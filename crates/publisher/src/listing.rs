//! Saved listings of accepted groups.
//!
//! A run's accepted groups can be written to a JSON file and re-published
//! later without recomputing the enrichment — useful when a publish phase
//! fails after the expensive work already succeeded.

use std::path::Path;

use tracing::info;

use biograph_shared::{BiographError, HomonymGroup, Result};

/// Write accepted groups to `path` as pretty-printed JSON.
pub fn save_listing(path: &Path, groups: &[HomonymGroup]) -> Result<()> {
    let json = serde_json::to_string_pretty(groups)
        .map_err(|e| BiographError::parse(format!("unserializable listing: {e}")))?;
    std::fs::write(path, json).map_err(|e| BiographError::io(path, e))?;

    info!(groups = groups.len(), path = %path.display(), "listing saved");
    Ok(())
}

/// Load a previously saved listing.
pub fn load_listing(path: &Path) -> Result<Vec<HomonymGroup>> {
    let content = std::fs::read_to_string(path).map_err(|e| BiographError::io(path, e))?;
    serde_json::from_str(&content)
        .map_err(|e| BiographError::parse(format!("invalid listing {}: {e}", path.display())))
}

■ ■ ■ ■ ■

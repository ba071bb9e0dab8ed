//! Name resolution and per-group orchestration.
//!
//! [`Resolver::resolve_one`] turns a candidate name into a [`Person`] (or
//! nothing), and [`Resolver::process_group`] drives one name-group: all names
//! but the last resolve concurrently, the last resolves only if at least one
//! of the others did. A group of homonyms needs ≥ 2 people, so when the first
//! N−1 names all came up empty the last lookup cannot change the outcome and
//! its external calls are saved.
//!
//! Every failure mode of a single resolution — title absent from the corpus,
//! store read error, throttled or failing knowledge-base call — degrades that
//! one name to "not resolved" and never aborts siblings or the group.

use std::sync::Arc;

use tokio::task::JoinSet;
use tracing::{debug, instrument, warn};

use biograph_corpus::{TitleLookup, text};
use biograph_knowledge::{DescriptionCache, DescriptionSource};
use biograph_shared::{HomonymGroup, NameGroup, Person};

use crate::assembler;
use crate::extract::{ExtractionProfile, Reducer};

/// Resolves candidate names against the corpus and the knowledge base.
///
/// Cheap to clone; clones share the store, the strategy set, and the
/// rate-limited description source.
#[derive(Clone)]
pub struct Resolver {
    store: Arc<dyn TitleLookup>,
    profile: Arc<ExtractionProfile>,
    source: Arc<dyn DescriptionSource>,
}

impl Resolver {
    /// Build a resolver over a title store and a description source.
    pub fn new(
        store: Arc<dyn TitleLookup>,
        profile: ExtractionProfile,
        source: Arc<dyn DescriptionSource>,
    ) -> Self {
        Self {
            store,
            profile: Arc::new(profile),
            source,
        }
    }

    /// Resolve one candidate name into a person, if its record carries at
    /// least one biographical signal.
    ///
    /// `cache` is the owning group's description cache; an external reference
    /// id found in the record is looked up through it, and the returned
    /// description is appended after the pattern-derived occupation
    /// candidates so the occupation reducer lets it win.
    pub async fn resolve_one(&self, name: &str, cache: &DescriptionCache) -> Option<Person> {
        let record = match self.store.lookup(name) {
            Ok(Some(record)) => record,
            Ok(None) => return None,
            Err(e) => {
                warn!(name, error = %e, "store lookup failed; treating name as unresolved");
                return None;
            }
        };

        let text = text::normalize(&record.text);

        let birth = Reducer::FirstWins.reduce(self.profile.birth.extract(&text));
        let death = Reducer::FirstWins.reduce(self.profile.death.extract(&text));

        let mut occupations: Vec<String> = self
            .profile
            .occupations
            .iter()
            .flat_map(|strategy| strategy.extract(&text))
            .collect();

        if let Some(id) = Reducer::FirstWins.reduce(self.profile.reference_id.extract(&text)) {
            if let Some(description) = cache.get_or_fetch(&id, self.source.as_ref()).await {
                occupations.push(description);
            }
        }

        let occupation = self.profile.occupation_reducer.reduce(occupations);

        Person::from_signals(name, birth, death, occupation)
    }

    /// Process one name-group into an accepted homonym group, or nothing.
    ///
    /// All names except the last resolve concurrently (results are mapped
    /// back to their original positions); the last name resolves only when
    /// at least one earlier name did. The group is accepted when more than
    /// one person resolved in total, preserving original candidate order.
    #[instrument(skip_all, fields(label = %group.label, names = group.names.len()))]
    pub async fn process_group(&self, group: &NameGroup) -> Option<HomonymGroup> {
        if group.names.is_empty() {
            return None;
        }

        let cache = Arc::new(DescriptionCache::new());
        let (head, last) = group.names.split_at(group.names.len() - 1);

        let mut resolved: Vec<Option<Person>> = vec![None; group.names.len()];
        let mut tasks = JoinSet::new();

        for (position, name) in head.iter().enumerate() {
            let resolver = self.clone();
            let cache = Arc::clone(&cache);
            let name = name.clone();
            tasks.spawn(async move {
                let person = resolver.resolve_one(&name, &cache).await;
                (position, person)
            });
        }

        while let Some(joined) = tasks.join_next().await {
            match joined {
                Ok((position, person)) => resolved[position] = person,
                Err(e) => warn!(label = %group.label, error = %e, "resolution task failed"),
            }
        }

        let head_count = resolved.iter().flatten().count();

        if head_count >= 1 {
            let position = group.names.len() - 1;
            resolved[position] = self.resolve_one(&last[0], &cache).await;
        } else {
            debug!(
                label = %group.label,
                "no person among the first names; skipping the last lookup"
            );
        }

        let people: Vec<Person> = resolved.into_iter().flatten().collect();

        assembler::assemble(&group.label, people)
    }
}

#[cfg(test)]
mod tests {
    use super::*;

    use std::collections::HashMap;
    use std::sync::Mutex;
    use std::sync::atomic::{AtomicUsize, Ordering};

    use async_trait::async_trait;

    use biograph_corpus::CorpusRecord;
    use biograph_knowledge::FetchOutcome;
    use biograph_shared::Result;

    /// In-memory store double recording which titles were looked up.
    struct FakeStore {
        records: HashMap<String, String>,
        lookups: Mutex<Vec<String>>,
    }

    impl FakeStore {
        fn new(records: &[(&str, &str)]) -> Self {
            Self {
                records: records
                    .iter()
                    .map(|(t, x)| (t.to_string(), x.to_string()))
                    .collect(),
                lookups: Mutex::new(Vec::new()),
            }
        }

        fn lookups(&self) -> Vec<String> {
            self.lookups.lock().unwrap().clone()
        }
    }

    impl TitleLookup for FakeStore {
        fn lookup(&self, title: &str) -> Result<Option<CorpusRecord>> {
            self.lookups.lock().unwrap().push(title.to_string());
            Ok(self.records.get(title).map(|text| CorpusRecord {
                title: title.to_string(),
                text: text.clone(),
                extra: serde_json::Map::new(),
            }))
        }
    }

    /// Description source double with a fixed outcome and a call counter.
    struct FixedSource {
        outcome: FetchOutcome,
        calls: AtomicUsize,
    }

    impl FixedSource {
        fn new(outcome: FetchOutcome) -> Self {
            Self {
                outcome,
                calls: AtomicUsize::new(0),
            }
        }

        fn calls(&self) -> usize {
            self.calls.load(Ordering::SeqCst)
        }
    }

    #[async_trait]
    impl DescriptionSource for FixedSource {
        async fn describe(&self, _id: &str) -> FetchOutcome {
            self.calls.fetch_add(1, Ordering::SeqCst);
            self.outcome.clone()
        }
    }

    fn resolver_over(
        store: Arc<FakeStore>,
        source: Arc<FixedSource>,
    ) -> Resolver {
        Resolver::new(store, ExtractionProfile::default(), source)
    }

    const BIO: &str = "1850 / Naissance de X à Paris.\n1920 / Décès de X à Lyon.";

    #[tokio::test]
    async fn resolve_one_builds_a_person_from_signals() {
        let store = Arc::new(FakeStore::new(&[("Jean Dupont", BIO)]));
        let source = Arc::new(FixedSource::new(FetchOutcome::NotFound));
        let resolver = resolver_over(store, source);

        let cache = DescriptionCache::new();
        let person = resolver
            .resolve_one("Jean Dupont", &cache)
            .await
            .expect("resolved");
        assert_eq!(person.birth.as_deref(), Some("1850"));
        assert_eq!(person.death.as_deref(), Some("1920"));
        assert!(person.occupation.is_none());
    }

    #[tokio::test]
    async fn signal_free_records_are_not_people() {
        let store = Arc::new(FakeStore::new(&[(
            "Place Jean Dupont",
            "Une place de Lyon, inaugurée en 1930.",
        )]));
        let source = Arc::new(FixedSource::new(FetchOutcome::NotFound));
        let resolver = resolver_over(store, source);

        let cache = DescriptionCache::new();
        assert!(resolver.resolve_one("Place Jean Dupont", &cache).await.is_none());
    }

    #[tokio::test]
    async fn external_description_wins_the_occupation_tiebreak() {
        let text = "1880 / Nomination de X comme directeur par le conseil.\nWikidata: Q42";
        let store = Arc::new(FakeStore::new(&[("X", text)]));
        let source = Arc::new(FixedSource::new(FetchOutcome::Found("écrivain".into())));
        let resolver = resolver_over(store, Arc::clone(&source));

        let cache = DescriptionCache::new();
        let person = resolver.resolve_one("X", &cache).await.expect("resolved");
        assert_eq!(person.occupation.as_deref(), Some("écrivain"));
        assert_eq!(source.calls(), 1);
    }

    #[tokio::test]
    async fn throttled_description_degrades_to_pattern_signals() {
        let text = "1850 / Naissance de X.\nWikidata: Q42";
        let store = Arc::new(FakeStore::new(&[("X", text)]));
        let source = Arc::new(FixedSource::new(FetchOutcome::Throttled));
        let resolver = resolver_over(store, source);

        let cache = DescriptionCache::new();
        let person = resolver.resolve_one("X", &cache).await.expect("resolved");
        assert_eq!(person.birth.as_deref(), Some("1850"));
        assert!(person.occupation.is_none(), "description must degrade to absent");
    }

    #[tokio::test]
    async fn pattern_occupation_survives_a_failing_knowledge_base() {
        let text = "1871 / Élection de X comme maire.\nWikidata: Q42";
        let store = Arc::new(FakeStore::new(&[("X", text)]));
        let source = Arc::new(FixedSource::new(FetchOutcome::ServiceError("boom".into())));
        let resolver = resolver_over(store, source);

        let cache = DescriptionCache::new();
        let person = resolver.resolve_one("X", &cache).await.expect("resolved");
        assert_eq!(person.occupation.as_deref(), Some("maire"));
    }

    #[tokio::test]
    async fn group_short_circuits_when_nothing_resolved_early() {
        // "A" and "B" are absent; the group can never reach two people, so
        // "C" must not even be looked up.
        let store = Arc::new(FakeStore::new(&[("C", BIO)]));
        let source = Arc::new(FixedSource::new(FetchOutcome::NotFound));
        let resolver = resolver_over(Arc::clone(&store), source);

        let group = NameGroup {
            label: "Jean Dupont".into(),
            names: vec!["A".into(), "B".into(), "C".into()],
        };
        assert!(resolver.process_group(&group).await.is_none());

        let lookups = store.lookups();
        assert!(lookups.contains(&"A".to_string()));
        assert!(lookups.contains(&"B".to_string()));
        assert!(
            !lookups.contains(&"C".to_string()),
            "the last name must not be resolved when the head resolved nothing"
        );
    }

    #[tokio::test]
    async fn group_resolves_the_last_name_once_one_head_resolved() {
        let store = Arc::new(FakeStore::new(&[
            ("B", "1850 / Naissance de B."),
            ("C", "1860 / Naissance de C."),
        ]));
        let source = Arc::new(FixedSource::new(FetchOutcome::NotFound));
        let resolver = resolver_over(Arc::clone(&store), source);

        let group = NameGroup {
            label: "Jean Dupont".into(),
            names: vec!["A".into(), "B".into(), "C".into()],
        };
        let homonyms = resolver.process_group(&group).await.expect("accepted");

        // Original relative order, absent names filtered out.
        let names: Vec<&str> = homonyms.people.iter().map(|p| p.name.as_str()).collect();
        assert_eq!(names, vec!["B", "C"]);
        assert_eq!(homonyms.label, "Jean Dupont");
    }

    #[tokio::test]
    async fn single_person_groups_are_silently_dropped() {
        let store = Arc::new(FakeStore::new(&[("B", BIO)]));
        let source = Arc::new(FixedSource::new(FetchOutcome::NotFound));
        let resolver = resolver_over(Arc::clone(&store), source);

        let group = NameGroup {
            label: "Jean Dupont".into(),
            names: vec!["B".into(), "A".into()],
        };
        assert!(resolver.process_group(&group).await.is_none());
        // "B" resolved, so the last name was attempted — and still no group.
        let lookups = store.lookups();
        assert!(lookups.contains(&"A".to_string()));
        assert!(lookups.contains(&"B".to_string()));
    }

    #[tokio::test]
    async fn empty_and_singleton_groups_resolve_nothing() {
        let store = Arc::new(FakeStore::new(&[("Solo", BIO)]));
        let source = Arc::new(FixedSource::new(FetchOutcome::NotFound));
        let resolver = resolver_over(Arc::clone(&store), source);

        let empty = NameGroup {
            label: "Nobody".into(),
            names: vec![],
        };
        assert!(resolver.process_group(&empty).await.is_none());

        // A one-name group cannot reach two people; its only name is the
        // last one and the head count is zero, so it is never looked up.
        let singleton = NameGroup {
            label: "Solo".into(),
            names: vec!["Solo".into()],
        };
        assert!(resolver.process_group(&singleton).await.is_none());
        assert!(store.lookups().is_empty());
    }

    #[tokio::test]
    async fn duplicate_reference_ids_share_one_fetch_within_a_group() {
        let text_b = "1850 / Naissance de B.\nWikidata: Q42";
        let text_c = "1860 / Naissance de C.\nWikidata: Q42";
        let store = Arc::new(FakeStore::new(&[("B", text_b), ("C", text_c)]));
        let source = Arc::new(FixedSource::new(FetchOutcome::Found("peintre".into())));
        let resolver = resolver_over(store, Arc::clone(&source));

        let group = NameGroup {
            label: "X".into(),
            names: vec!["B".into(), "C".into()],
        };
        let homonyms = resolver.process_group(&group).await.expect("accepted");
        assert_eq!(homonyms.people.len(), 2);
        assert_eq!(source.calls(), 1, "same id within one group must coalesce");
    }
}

■ ■ ■ ■ ■

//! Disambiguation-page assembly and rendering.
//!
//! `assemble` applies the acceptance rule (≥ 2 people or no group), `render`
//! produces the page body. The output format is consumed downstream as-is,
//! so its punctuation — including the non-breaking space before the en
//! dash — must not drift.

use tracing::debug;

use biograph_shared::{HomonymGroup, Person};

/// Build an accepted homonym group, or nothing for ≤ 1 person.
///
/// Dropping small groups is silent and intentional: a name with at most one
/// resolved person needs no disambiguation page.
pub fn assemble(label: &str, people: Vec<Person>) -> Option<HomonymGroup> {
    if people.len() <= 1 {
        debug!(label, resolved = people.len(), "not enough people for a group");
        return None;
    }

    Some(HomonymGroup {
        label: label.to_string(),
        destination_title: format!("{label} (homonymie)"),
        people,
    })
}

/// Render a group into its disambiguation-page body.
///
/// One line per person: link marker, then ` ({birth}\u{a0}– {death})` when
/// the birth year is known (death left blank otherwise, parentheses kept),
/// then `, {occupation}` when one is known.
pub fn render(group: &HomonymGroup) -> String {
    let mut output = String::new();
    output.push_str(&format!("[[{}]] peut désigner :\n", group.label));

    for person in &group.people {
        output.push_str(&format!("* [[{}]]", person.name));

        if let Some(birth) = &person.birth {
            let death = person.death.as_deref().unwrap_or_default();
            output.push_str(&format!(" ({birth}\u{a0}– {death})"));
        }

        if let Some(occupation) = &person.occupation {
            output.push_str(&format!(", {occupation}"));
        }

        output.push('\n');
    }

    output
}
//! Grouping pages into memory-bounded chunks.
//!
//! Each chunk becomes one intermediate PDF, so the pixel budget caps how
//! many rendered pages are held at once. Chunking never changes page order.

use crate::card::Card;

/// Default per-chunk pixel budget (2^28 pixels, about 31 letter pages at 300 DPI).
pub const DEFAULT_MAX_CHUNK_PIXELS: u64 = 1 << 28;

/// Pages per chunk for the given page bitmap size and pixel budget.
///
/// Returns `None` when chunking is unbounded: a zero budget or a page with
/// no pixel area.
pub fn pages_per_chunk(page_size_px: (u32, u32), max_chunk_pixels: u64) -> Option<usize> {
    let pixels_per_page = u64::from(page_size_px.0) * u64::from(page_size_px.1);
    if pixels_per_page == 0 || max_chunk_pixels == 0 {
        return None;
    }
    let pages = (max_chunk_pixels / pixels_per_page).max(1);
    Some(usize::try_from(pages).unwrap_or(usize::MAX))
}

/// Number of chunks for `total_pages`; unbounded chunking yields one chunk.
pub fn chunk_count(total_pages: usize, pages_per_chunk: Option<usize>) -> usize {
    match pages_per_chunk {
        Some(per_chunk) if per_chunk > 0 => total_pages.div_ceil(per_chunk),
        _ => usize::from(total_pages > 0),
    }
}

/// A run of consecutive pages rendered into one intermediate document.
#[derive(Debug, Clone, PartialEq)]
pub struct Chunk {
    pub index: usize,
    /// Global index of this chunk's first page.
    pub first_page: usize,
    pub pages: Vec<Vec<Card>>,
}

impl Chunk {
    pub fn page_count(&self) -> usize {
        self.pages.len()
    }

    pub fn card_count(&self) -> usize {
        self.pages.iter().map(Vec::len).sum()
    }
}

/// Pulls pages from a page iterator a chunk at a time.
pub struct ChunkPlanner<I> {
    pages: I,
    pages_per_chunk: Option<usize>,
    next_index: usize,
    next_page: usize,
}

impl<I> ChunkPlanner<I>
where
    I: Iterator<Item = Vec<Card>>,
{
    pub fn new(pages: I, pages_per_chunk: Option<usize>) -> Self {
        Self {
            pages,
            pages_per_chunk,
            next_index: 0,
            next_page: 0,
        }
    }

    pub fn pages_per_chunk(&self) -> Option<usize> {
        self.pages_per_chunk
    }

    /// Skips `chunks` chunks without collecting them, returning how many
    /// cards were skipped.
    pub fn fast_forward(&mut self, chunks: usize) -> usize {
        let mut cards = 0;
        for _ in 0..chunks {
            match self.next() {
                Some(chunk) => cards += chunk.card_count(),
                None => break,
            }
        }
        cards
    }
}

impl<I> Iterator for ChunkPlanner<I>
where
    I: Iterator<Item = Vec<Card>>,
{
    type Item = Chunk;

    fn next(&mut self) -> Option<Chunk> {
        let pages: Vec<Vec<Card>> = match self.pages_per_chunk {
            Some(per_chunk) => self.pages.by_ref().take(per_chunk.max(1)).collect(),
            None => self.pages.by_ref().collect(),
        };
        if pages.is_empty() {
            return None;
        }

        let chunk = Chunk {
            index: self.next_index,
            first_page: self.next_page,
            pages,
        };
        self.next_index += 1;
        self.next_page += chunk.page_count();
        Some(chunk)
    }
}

■ ■ ■ ■ ■

→ **REQUIRED WORK**
List each line of the records that holds the string "death".

→ **RESPONSE TO THE TASK**
        let death = Reducer::FirstWins.reduce(self.profile.death.extract(&text));
        Person::from_signals(name, birth, death, occupation)
        assert_eq!(person.death.as_deref(), Some("1920"));
/// One line per person: link marker, then ` ({birth}\u{a0}– {death})` when
/// the birth year is known (death left blank otherwise, parentheses kept),
            let death = person.death.as_deref().unwrap_or_default();
            output.push_str(&format!(" ({birth}\u{a0}– {death})"));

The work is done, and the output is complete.